#### WORK INSTRUCTION:
Go through the records below and show every line with the string "PropertyMetadataBuilder".

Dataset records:
┏━━

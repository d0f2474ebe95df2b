// Copyright 2025 the Understory Authors
// SPDX-License-Identifier: Apache-2.0 OR MIT

//! Property metadata definitions.
//!
//! This module provides [`PropertyMetadata`], the frozen per-property record
//! held by [`ClassMetadata`](crate::ClassMetadata), and
//! [`PropertyMetadataBuilder`], the mutable form filled in by
//! [`Reflect::describe`](crate::Reflect::describe).

use core::any::TypeId;
use core::fmt;
use std::sync::Arc;

use crate::events::{PropertyChangedEventArgs, PropertyChangingEventArgs};
use crate::id::PropertyId;
use crate::validation::Validator;
use crate::value::PropertyValue;

/// Metadata for one property of a model class.
///
/// Built once per class and immutable afterwards. The notification arguments
/// are allocated here so every change notification can pass them by
/// reference.
pub struct PropertyMetadata {
    name: &'static str,
    id: PropertyId,
    type_id: TypeId,
    type_name: &'static str,
    declared_by: &'static str,
    can_read: bool,
    can_write: bool,
    display_name: Option<&'static str>,
    column: Option<&'static str>,
    is_key: bool,
    ignore_on_insert: bool,
    ignore_on_update: bool,
    not_mapped: bool,
    validators: Box<[Arc<dyn Validator>]>,
    depends_on: Box<[&'static str]>,
    calculated_fields: Box<[PropertyId]>,
    changed_args: PropertyChangedEventArgs,
    changing_args: PropertyChangingEventArgs,
}

impl PropertyMetadata {
    /// Property name.
    #[must_use]
    #[inline]
    pub fn name(&self) -> &'static str {
        self.name
    }

    /// Stable slot of this property in every bag of its class.
    #[must_use]
    #[inline]
    pub fn id(&self) -> PropertyId {
        self.id
    }

    /// [`TypeId`] of the declared value type.
    #[must_use]
    #[inline]
    pub fn type_id(&self) -> TypeId {
        self.type_id
    }

    /// Name of the declared value type.
    #[must_use]
    #[inline]
    pub fn type_name(&self) -> &'static str {
        self.type_name
    }

    /// Type name of the class whose `describe` declared this property.
    ///
    /// Differs from the owning class for inherited properties.
    #[must_use]
    #[inline]
    pub fn declared_by(&self) -> &'static str {
        self.declared_by
    }

    /// Whether the property has a public getter.
    #[must_use]
    #[inline]
    pub fn can_read(&self) -> bool {
        self.can_read
    }

    /// Whether the property has a public setter.
    #[must_use]
    #[inline]
    pub fn can_write(&self) -> bool {
        self.can_write
    }

    /// Name used in validation messages. Falls back to [`name`](Self::name).
    #[must_use]
    pub fn display_name(&self) -> &'static str {
        self.display_name.unwrap_or(self.name)
    }

    /// Storage column for downstream mappers, or `None` if the property is
    /// not mapped.
    #[must_use]
    pub fn mapped_column(&self) -> Option<&'static str> {
        if self.not_mapped {
            None
        } else {
            Some(self.column.unwrap_or(self.name))
        }
    }

    /// Whether the property is part of the storage key.
    #[must_use]
    #[inline]
    pub fn is_key(&self) -> bool {
        self.is_key
    }

    /// Whether mappers skip this property on insert.
    #[must_use]
    #[inline]
    pub fn ignore_on_insert(&self) -> bool {
        self.ignore_on_insert
    }

    /// Whether mappers skip this property on update.
    #[must_use]
    #[inline]
    pub fn ignore_on_update(&self) -> bool {
        self.ignore_on_update
    }

    /// Whether the property is excluded from storage mapping.
    #[must_use]
    #[inline]
    pub fn not_mapped(&self) -> bool {
        self.not_mapped
    }

    /// Declarative validators, in declaration order.
    #[must_use]
    #[inline]
    pub fn validators(&self) -> &[Arc<dyn Validator>] {
        &self.validators
    }

    /// Names of the properties this calculated property is derived from.
    #[must_use]
    #[inline]
    pub fn depends_on(&self) -> &[&'static str] {
        &self.depends_on
    }

    /// Properties whose notifications also fire when this one changes.
    #[must_use]
    #[inline]
    pub fn calculated_fields(&self) -> &[PropertyId] {
        &self.calculated_fields
    }

    /// Cached arguments for the changed notification.
    #[must_use]
    #[inline]
    pub fn changed_args(&self) -> &PropertyChangedEventArgs {
        &self.changed_args
    }

    /// Cached arguments for the changing notification.
    #[must_use]
    #[inline]
    pub fn changing_args(&self) -> &PropertyChangingEventArgs {
        &self.changing_args
    }
}

impl fmt::Debug for PropertyMetadata {
    fn fmt(&self, f: &mut fmt::Formatter<'_>) -> fmt::Result {
        f.debug_struct("PropertyMetadata")
            .field("name", &self.name)
            .field("id", &self.id)
            .field("type_name", &self.type_name)
            .field("validators", &self.validators.len())
            .field("calculated_fields", &self.calculated_fields)
            .finish_non_exhaustive()
    }
}

/// Builder for [`PropertyMetadata`].
///
/// Returned by [`ClassMetadataBuilder::property`](crate::ClassMetadataBuilder::property);
/// the methods chain on `&mut Self`.
///
/// ```rust
/// use understory_model::{ClassMetadataBuilder, Required};
///
/// let mut class = ClassMetadataBuilder::new::<()>();
/// class
///     .property::<Option<String>>("Email")
///     .display_name("E-mail address")
///     .column("email")
///     .validate(Required::new());
/// let metadata = class.build().unwrap();
///
/// let email = metadata.property("Email").unwrap();
/// assert_eq!(email.display_name(), "E-mail address");
/// assert_eq!(email.mapped_column(), Some("email"));
/// assert_eq!(email.validators().len(), 1);
/// ```
pub struct PropertyMetadataBuilder {
    name: &'static str,
    type_id: TypeId,
    type_name: &'static str,
    declared_by: &'static str,
    pub(crate) depth: u32,
    can_read: bool,
    can_write: bool,
    display_name: Option<&'static str>,
    column: Option<&'static str>,
    is_key: bool,
    ignore_on_insert: bool,
    ignore_on_update: bool,
    not_mapped: bool,
    validators: Vec<Arc<dyn Validator>>,
    depends_on: Vec<&'static str>,
}

impl PropertyMetadataBuilder {
    pub(crate) fn new<T: PropertyValue>(
        name: &'static str,
        declared_by: &'static str,
        depth: u32,
    ) -> Self {
        Self {
            name,
            type_id: TypeId::of::<T>(),
            type_name: core::any::type_name::<T>(),
            declared_by,
            depth,
            can_read: true,
            can_write: true,
            display_name: None,
            column: None,
            is_key: false,
            ignore_on_insert: false,
            ignore_on_update: false,
            not_mapped: false,
            validators: Vec::new(),
            depends_on: Vec::new(),
        }
    }

    pub(crate) fn name(&self) -> &'static str {
        self.name
    }

    pub(crate) fn dependencies(&self) -> &[&'static str] {
        &self.depends_on
    }

    /// Marks the property as having no public setter.
    pub fn read_only(&mut self) -> &mut Self {
        self.can_write = false;
        self
    }

    /// Marks the property as having no public getter.
    pub fn write_only(&mut self) -> &mut Self {
        self.can_read = false;
        self
    }

    /// Sets the name used in validation messages.
    pub fn display_name(&mut self, display_name: &'static str) -> &mut Self {
        self.display_name = Some(display_name);
        self
    }

    /// Maps the property to a differently named storage column.
    pub fn column(&mut self, column: &'static str) -> &mut Self {
        self.column = Some(column);
        self
    }

    /// Marks the property as part of the storage key.
    pub fn key(&mut self) -> &mut Self {
        self.is_key = true;
        self
    }

    /// Tells mappers to skip the property on insert.
    pub fn ignore_on_insert(&mut self) -> &mut Self {
        self.ignore_on_insert = true;
        self
    }

    /// Tells mappers to skip the property on update.
    pub fn ignore_on_update(&mut self) -> &mut Self {
        self.ignore_on_update = true;
        self
    }

    /// Excludes the property from storage mapping.
    pub fn not_mapped(&mut self) -> &mut Self {
        self.not_mapped = true;
        self
    }

    /// Adds a declarative validator.
    pub fn validate(&mut self, validator: impl Validator + 'static) -> &mut Self {
        self.validators.push(Arc::new(validator));
        self
    }

    /// Declares this property as calculated from `sources`.
    ///
    /// Whenever one of the sources changes, this property's changing and
    /// changed notifications fire too. The sources are resolved when the
    /// class is built.
    pub fn calculated_from(&mut self, sources: &[&'static str]) -> &mut Self {
        self.depends_on.extend_from_slice(sources);
        self
    }

    pub(crate) fn finish(self, id: PropertyId, calculated_fields: Vec<PropertyId>) -> PropertyMetadata {
        PropertyMetadata {
            name: self.name,
            id,
            type_id: self.type_id,
            type_name: self.type_name,
            declared_by: self.declared_by,
            can_read: self.can_read,
            can_write: self.can_write,
            display_name: self.display_name,
            column: self.column,
            is_key: self.is_key,
            ignore_on_insert: self.ignore_on_insert,
            ignore_on_update: self.ignore_on_update,
            not_mapped: self.not_mapped,
            validators: self.validators.into_boxed_slice(),
            depends_on: self.depends_on.into_boxed_slice(),
            calculated_fields: calculated_fields.into_boxed_slice(),
            changed_args: PropertyChangedEventArgs::new(self.name),
            changing_args: PropertyChangingEventArgs::new(self.name),
        }
    }
}

impl fmt::Debug for PropertyMetadataBuilder {
    fn fmt(&self, f: &mut fmt::Formatter<'_>) -> fmt::Result {
        f.debug_struct("PropertyMetadataBuilder")
            .field("name", &self.name)
            .field("type_name", &self.type_name)
            .field("depth", &self.depth)
            .field("depends_on", &self.depends_on)
            .finish_non_exhaustive()
    }
}

#[cfg(test)]
mod tests {
    use super::*;

    fn build(configure: impl FnOnce(&mut PropertyMetadataBuilder)) -> PropertyMetadata {
        let mut builder = PropertyMetadataBuilder::new::<i32>("Age", "Person", 0);
        configure(&mut builder);
        builder.finish(PropertyId::new(2), vec![PropertyId::new(5)])
    }

    #[test]
    fn defaults() {
        let metadata = build(|_| {});
        assert_eq!(metadata.name(), "Age");
        assert_eq!(metadata.id(), PropertyId::new(2));
        assert_eq!(metadata.type_id(), TypeId::of::<i32>());
        assert!(metadata.can_read());
        assert!(metadata.can_write());
        assert_eq!(metadata.display_name(), "Age");
        assert_eq!(metadata.mapped_column(), Some("Age"));
        assert_eq!(metadata.calculated_fields(), &[PropertyId::new(5)]);
        assert_eq!(metadata.changed_args().property_name(), "Age");
        assert_eq!(metadata.changing_args().property_name(), "Age");
    }

    #[test]
    fn mapping_flags() {
        let metadata = build(|b| {
            b.key().ignore_on_insert().ignore_on_update().column("age_years");
        });
        assert!(metadata.is_key());
        assert!(metadata.ignore_on_insert());
        assert!(metadata.ignore_on_update());
        assert_eq!(metadata.mapped_column(), Some("age_years"));

        let hidden = build(|b| {
            b.not_mapped().read_only();
        });
        assert_eq!(hidden.mapped_column(), None);
        assert!(!hidden.can_write());
    }

    #[test]
    fn debug_lists_name_and_type() {
        let debug = format!("{:?}", build(|b| {
            b.calculated_from(&["BirthDate"]);
        }));
        assert!(debug.contains("PropertyMetadata"));
        assert!(debug.contains("Age"));
        assert!(debug.contains("i32"));
    }
}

┗━━

#### RESULT BELOW:
//! [`PropertyMetadataBuilder`], the mutable form filled in by
pub struct PropertyMetadataBuilder {
impl PropertyMetadataBuilder {
impl fmt::Debug for PropertyMetadataBuilder {
        f.debug_struct("PropertyMetadataBuilder")
    fn build(configure: impl FnOnce(&mut PropertyMetadataBuilder)) -> PropertyMetadata {
        let mut builder = PropertyMetadataBuilder::new::<i32>("Age", "Person", 0);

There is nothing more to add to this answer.